Last Will Drawbacks and Limitations
You may have watched a scene in a movie or on a television show that takes place after someone passes away. People that attended the funeral gather together at the home of someone that was close to the decedent. Certain individuals are called aside by the executor, and there is a “reading of the will” behind closed doors.
The implication is that the executor reads the will so that everyone can gain understanding of the final wishes of the person that is leaving bequests. Shortly after that, the executor starts to write checks and distribute physical property to the rightful heirs to the estate.
This is pure fiction. Under the laws of the state of South Carolina, the executor would be required to admit the will to probate. The court would provide supervision while the estate is administered by the executor.
If it is a simple will with no testamentary trust as an accompaniment, the inheritors would receive lump sums. This can be fine in some cases, but what about people that are not good with money? You may not want to leave a large direct inheritance to a loved one that may burn through it too quickly.
It takes about eight months to a year for probate to run its course, and the executor cannot distribute inheritances until the court has closed the estate. Innumerable expenses accumulate during probate, and this red ink reduces the value of the estate before it is passed along to the heirs.
Probate is not a private proceeding. Anyone with an interest can access the records to find out how the resources were distributed, and this is another negative. Plus, disgruntled parties can issue estate challenges during probate.
Revocable Living Trust
A widely used alternative to a last will is the revocable living trust. You lose no control of resources that you convey into this type of trust, because you can act as the trustee and the beneficiary. Of course, as the name would indicate, you can revoke the trust entirely if you choose to do so.

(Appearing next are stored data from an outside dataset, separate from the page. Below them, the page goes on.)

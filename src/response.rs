//! Response wrapper that keeps transport details next to the decoded data.

use http::{HeaderMap, StatusCode};
use std::time::Duration;

/// A successful, decoded HTTP response.
///
/// # Examples
///
/// ```no_run
/// use theoffice::{Client, Quote};
///
/// # async fn example() -> Result<(), theoffice::Error> {
/// let client = Client::builder().build()?;
///
/// let response = client.get::<Vec<Quote>>("/season/2/format/quotes").await?;
/// println!("{} quotes in {:?}", response.data.len(), response.latency);
/// if response.was_retried() {
///     println!("needed {} attempts", response.attempts);
/// }
/// # Ok(())
/// # }
/// ```
#[derive(Debug, Clone)]
pub struct Response<T> {
    /// The deserialized response data.
    pub data: T,

    /// The HTTP status code of the response.
    pub status: StatusCode,

    /// The response headers.
    pub headers: HeaderMap,

    /// Time from the first attempt until the successful response, retries included.
    pub latency: Duration,

    /// Number of attempts made; `1` when no retry was needed.
    pub attempts: usize,
}

impl<T> Response<T> {
    /// Creates a new `Response`.
    pub fn new(
        data: T,
        status: StatusCode,
        headers: HeaderMap,
        latency: Duration,
        attempts: usize,
    ) -> Self {
        Self {
            data,
            status,
            headers,
            latency,
            attempts,
        }
    }

    /// Maps the response data, keeping the metadata.
    ///
    /// ```
    /// # use theoffice::Response;
    /// # use http::{HeaderMap, StatusCode};
    /// # use std::time::Duration;
    /// let response = Response::new(
    ///     vec![1, 2, 3],
    ///     StatusCode::OK,
    ///     HeaderMap::new(),
    ///     Duration::from_millis(20),
    ///     1,
    /// );
    ///
    /// let count = response.map(|v| v.len());
    /// assert_eq!(count.data, 3);
    /// ```
    pub fn map<U, F>(self, f: F) -> Response<U>
    where
        F: FnOnce(T) -> U,
    {
        Response {
            data: f(self.data),
            status: self.status,
            headers: self.headers,
            latency: self.latency,
            attempts: self.attempts,
        }
    }

    /// Returns `true` if the request required retries.
    pub fn was_retried(&self) -> bool {
        self.attempts > 1
    }

    /// Returns a header value by name, if present and valid UTF-8.
    pub fn header(&self, name: &str) -> Option<&str> {
        self.headers.get(name)?.to_str().ok()
    }

    /// Discards the metadata.
    pub fn into_inner(self) -> T {
        self.data
    }
}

In the trust declaration, you name a successor trustee to take over after you pass away. You could name this person or someone else to assume the role in the event of your incapacity, and that is a key benefit.
After you are gone, the beneficiary would follow instructions that you leave behind in the trust agreement. Assets would be distributed to the beneficiaries, and the probate court would not be involved.
With regard to the matter of an heir that is not good with money, there is a way to address this when you have a revocable living trust. You can include a spendthrift provision, and this would protect the principal from the beneficiary’s creditors.
Plus, you can set any distribution terms that would make you feel comfortable. For example, you can instruct the trustee to distribute a certain amount each month until the beneficiary reaches a certain age. At that point, you could allow for the release of the remainder of the funds.
Other Types of Trusts
In addition to the revocable living trust, there are other trusts that can satisfy different objectives.
For example, you could convey assets into an irrevocable trust get them out of your own name with future Medicaid eligibility in mind. This program is relevant, because Medicare does not pay for assisted living facilities.
This is just one of many different reasons why you may want to use some type of trust instead of a last will.